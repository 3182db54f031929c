//! Project overview and technology stack slides.

use vellum_core::{
    geometry::Bounds,
    style::{TextLayout, TextRole},
};

use super::SlideContent;
use crate::{
    compose::ComposeError,
    content::{
        EmitContext, Emitter, FeatureCard, SectionLabel, StackEntry, TextBox, TextSpec, emit_all,
    },
    layout::{GridSpec, StackSpec},
};

const DESCRIPTION: &str = "The Node.js Calculator is a web-based application providing basic \
    arithmetic operations through a clean, browser-based interface. It follows a client-server \
    architecture where the client manages user input via a state machine, and the server performs \
    calculations through a RESTful API.";

/// The feature cards, two per row.
fn feature_grid() -> Result<GridSpec, ComposeError> {
    Ok(GridSpec::new(0.7, 2.55, 4.05, 1.2, 0.2, 0.2, 2)?)
}

fn features() -> Vec<FeatureCard> {
    vec![
        FeatureCard::new(
            "Arithmetic Operations",
            "Addition, subtraction,\nmultiplication, and division",
            "+",
        ),
        FeatureCard::new(
            "Responsive Web UI",
            "Browser-based calculator\ninterface with keyboard support",
            "UI",
        ),
        FeatureCard::new(
            "RESTful API",
            "Clean API endpoint for\ncalculation operations",
            "{ }",
        ),
        FeatureCard::new(
            "Input Validation",
            "Server-side validation\nfor all operands & operations",
            "!",
        ),
    ]
}

pub(super) fn project_overview(ctx: &EmitContext<'_>) -> Result<SlideContent, ComposeError> {
    let mut slide = SlideContent::titled("Project Overview", ctx)?;

    slide.push(
        TextBox::new(DESCRIPTION, TextSpec::new(TextRole::Body))
            .with_layout(TextLayout::flush().with_line_spacing(1.3))
            .emit(Bounds::new(0.7, 1.4, 8.6, 0.9), ctx)?,
    );

    let cards = features();
    let grid = feature_grid()?;
    slide.push(emit_all(
        &cards,
        grid.cells(cards.len()).map(|cell| cell.bounds()),
        ctx,
    )?);

    Ok(slide)
}

pub(super) fn technology_stack(ctx: &EmitContext<'_>) -> Result<SlideContent, ComposeError> {
    let mut slide = SlideContent::titled("Technology Stack", ctx)?;
    let heading = TextSpec::new(TextRole::SectionLabel)
        .size(12.0)
        .char_spacing(3.0);

    let core = [
        StackEntry::new("Runtime", "Node.js", None),
        StackEntry::new("Framework", "Express.js", Some("^4.16.4")),
        StackEntry::new("Dev Server", "Nodemon", Some("^2.0.20")),
        StackEntry::new("Build Tools", "Gulp", Some("^4.0.0")),
    ];
    let tooling = [
        StackEntry::new("Testing", "Mocha + Chai", Some("^5.2.0 / ^4.2.0")),
        StackEntry::new("HTTP Testing", "Supertest", Some("^3.4.2")),
        StackEntry::new("Coverage", "NYC (Istanbul)", Some("^13.3.0")),
        StackEntry::new("Linting", "ESLint", Some("^8.29.0")),
    ];

    slide.push(
        SectionLabel::new("CORE")
            .with_spec(heading.clone())
            .emit(Bounds::new(0.7, 1.3, 2.0, 0.35), ctx)?,
    );
    slide.push(
        SectionLabel::new("DEVELOPMENT & TESTING")
            .with_spec(heading)
            .emit(Bounds::new(5.2, 1.3, 4.0, 0.35), ctx)?,
    );

    for (x, entries) in [(0.7, &core), (5.2, &tooling)] {
        let stack = StackSpec::new(x, 1.7, 4.1, 0.78, 0.95)?;
        slide.push(emit_all(entries, stack.frames(entries.len()), ctx)?);
    }

    Ok(slide)
}
//! Primitive emitters.
//!
//! An [`Emitter`] turns one content record and the frame a layout calculator
//! assigned to it into draw primitives with absolute coordinates. Emitters
//! are pure: they read the theme through an [`EmitContext`], take fresh
//! styles from its [`StyleFactory`] and return new primitives. They never
//! mutate the theme, a style they did not create or another emitter's
//! output.
//!
//! # Overview
//!
//! - Cards: [`FeatureCard`], [`StackEntry`], [`AccentItem`], [`BadgeItem`], [`ComponentBox`]
//! - Diagrams: [`StateNode`], [`StateFlow`], [`Participant`], [`SequenceStep`], [`SequenceDiagram`]
//! - Code: [`FileTreeLine`], [`CommandStep`], [`CodePanel`]
//! - Tables: [`TableSpec`]
//! - Chrome: [`TitleBar`], [`HeroFrame`], [`SectionLabel`], [`Callout`], [`LayerFrame`], [`TextBox`]

mod cards;
mod chrome;
mod code;
mod diagram;
mod table;

pub use cards::{AccentItem, BadgeItem, ComponentBox, FeatureCard, StackEntry};
pub use chrome::{Callout, HeroFrame, LayerFrame, SectionLabel, TextBox, TitleBar};
pub use code::{CodePanel, CodeSpan, CommandStep, FileTreeLine};
pub use diagram::{
    MessageDirection, Participant, SequenceDiagram, SequenceStep, StateFlow, StateNode,
};
pub use table::{ColumnStyle, TableSpec};

use log::trace;

use vellum_core::{
    color::Color,
    geometry::{Bounds, Segment},
    primitive::{DrawPrimitive, LinePrimitive, ShapePrimitive, TextBlock},
    style::{BorderKind, ShadowKind, StyleFactory, TextLayout, TextRole, TextStyle},
    theme::{Theme, palette},
};

use crate::compose::ComposeError;

/// Read-only inputs shared by every emitter of a composition run.
#[derive(Debug, Clone, Copy)]
pub struct EmitContext<'t> {
    theme: &'t Theme,
    styles: StyleFactory<'t>,
}

impl<'t> EmitContext<'t> {
    pub fn new(theme: &'t Theme) -> Self {
        Self {
            theme,
            styles: StyleFactory::new(theme),
        }
    }

    pub fn theme(&self) -> &'t Theme {
        self.theme
    }

    /// Returns the factory handing out fresh style descriptors.
    pub fn styles(&self) -> &StyleFactory<'t> {
        &self.styles
    }

    /// Resolves a theme color.
    ///
    /// # Errors
    ///
    /// Returns [`ComposeError::UnknownColorName`] for names the theme lacks.
    pub fn color(&self, name: &str) -> Result<Color, ComposeError> {
        Ok(self.theme.resolve(name)?)
    }
}

/// Turns a content record and its frame into draw primitives.
pub trait Emitter {
    /// Emits the primitives of this record inside `frame`.
    ///
    /// # Errors
    ///
    /// Returns [`ComposeError`] when a style references an unknown color, a
    /// layout spec rejects the record or the record itself is malformed.
    fn emit(&self, frame: Bounds, ctx: &EmitContext<'_>) -> Result<Vec<DrawPrimitive>, ComposeError>;
}

/// Emits `records` into `frames`, pairing them in order.
///
/// Emission stops at the shorter of the two sequences.
///
/// # Errors
///
/// Returns the first error any record raises.
pub fn emit_all<'a, E: Emitter + 'a>(
    records: impl IntoIterator<Item = &'a E>,
    frames: impl IntoIterator<Item = Bounds>,
    ctx: &EmitContext<'_>,
) -> Result<Vec<DrawPrimitive>, ComposeError> {
    let mut primitives = Vec::new();
    for (record, frame) in records.into_iter().zip(frames) {
        primitives.extend(record.emit(frame, ctx)?);
    }
    trace!(primitive_count = primitives.len(); "Records emitted");
    Ok(primitives)
}

/// A text style described as a role plus overrides.
///
/// Records store a `TextSpec` instead of a finished [`TextStyle`] so that
/// the color can stay a theme name until emission.
///
/// # Examples
///
/// ```
/// use vellum::content::{EmitContext, TextSpec};
/// use vellum_core::style::TextRole;
/// use vellum_core::theme::{Theme, palette};
///
/// let ctx = EmitContext::new(Theme::midnight());
/// let style = TextSpec::new(TextRole::Code)
///     .size(7.0)
///     .color(palette::STEEL_BLUE)
///     .resolve(&ctx)
///     .unwrap();
/// assert_eq!(style.font_face(), "Consolas");
/// assert_eq!(style.font_size(), 7.0);
/// ```
#[derive(Debug, Clone, PartialEq)]
pub struct TextSpec {
    role: TextRole,
    face: Option<&'static str>,
    size: Option<f32>,
    color: Option<String>,
    bold: Option<bool>,
    italic: Option<bool>,
    char_spacing: Option<f32>,
}

impl TextSpec {
    pub fn new(role: TextRole) -> Self {
        Self {
            role,
            face: None,
            size: None,
            color: None,
            bold: None,
            italic: None,
            char_spacing: None,
        }
    }

    pub fn face(mut self, face: &'static str) -> Self {
        self.face = Some(face);
        self
    }

    pub fn size(mut self, size: f32) -> Self {
        self.size = Some(size);
        self
    }

    /// Overrides the color with a theme color name.
    pub fn color(mut self, name: &str) -> Self {
        self.color = Some(name.to_string());
        self
    }

    pub fn bold(mut self, bold: bool) -> Self {
        self.bold = Some(bold);
        self
    }

    pub fn italic(mut self, italic: bool) -> Self {
        self.italic = Some(italic);
        self
    }

    pub fn char_spacing(mut self, spacing: f32) -> Self {
        self.char_spacing = Some(spacing);
        self
    }

    /// Builds a fresh [`TextStyle`] for this spec.
    ///
    /// # Errors
    ///
    /// Returns [`ComposeError::UnknownColorName`] if the role's color or the
    /// override color is not in the theme.
    pub fn resolve(&self, ctx: &EmitContext<'_>) -> Result<TextStyle, ComposeError> {
        let mut style = ctx.styles().new_text(self.role)?;
        if let Some(face) = self.face {
            style.set_font_face(face);
        }
        if let Some(size) = self.size {
            style.set_font_size(size);
        }
        if let Some(name) = &self.color {
            style.set_color(ctx.color(name)?);
        }
        if let Some(bold) = self.bold {
            style.set_bold(bold);
        }
        if let Some(italic) = self.italic {
            style.set_italic(italic);
        }
        if let Some(spacing) = self.char_spacing {
            style.set_char_spacing(spacing);
        }
        Ok(style)
    }
}

/// A white card with the card shadow.
fn card(frame: Bounds, ctx: &EmitContext<'_>) -> Result<DrawPrimitive, ComposeError> {
    let shape = ShapePrimitive::new(frame)
        .with_fill(ctx.styles().new_fill(palette::WHITE, 0)?)
        .with_shadow(ctx.styles().new_shadow(ShadowKind::Card));
    Ok(DrawPrimitive::Rectangle(shape))
}

/// A borderless rectangle filled with a theme color.
pub fn filled_rect(
    frame: Bounds,
    color: &str,
    transparency: u8,
    ctx: &EmitContext<'_>,
) -> Result<DrawPrimitive, ComposeError> {
    let fill = ctx.styles().new_fill(color, transparency)?;
    Ok(DrawPrimitive::Rectangle(ShapePrimitive::new(frame).with_fill(fill)))
}

/// A borderless oval filled with a theme color.
fn filled_oval(
    frame: Bounds,
    color: &str,
    transparency: u8,
    ctx: &EmitContext<'_>,
) -> Result<DrawPrimitive, ComposeError> {
    let fill = ctx.styles().new_fill(color, transparency)?;
    Ok(DrawPrimitive::Oval(ShapePrimitive::new(frame).with_fill(fill)))
}

/// A straight line with one of the preset strokes.
pub fn line(
    segment: Segment,
    kind: BorderKind,
    ctx: &EmitContext<'_>,
) -> Result<DrawPrimitive, ComposeError> {
    let stroke = ctx.styles().new_border(kind)?;
    Ok(DrawPrimitive::Line(LinePrimitive::new(segment, stroke)))
}

/// A single-run text block.
fn text(
    frame: Bounds,
    content: &str,
    spec: &TextSpec,
    layout: TextLayout,
    ctx: &EmitContext<'_>,
) -> Result<DrawPrimitive, ComposeError> {
    Ok(DrawPrimitive::TextBlock(TextBlock::single(
        frame,
        content,
        spec.resolve(ctx)?,
        layout,
    )))
}

#[cfg(test)]
mod tests {
    use super::*;

    #[test]
    fn test_text_spec_overrides() {
        let ctx = EmitContext::new(Theme::midnight());
        let style = TextSpec::new(TextRole::CardTitle)
            .face("Consolas")
            .size(11.0)
            .bold(false)
            .italic(true)
            .char_spacing(1.0)
            .color(palette::TEAL)
            .resolve(&ctx)
            .unwrap();

        assert_eq!(style.font_face(), "Consolas");
        assert_eq!(style.font_size(), 11.0);
        assert!(!style.bold());
        assert!(style.italic());
        assert_eq!(style.char_spacing(), 1.0);
        assert_eq!(style.color().to_hex(), "#00B4D8");
    }

    #[test]
    fn test_text_spec_unknown_color() {
        let ctx = EmitContext::new(Theme::midnight());
        let err = TextSpec::new(TextRole::Body).color("plum").resolve(&ctx).unwrap_err();
        assert!(matches!(err, ComposeError::UnknownColorName(_)));
    }

    #[test]
    fn test_emit_all_pairs_records_with_frames() {
        let ctx = EmitContext::new(Theme::midnight());
        let cards = [
            ComponentBox::new("index.html", Some("Calculator UI")),
            ComponentBox::new("client.js", Some("State Machine")),
        ];
        let frames = [
            Bounds::new(0.85, 2.15, 2.1, 0.7),
            Bounds::new(0.85, 3.0, 2.1, 0.7),
            Bounds::new(0.85, 3.85, 2.1, 0.7),
        ];

        let primitives = emit_all(&cards, frames, &ctx).unwrap();
        assert_eq!(primitives.len(), 6);
        assert_eq!(primitives[3].bounds().min_y(), 3.0);
    }

    #[test]
    fn test_filled_rect_styles_are_not_shared() {
        let ctx = EmitContext::new(Theme::midnight());
        let mut first = filled_rect(Bounds::new(0.0, 0.0, 1.0, 1.0), palette::TEAL, 0, &ctx).unwrap();
        let second = filled_rect(Bounds::new(0.0, 0.0, 1.0, 1.0), palette::TEAL, 0, &ctx).unwrap();

        if let DrawPrimitive::Rectangle(shape) = &mut first {
            shape.fill_mut().unwrap().set_transparency(92);
        }
        let DrawPrimitive::Rectangle(shape) = second else {
            panic!("expected a rectangle");
        };
        assert_eq!(shape.fill().unwrap().transparency(), 0);
    }
}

-*-

YOUR ASSIGNMENT => Identify each line of the material where the word "through" shows up, and copy it.

THE COMPLETED TASK =>
    arithmetic operations through a clean, browser-based interface. It follows a client-server \
    calculations through a RESTful API.";
//! are pure: they read the theme through an [`EmitContext`], take fresh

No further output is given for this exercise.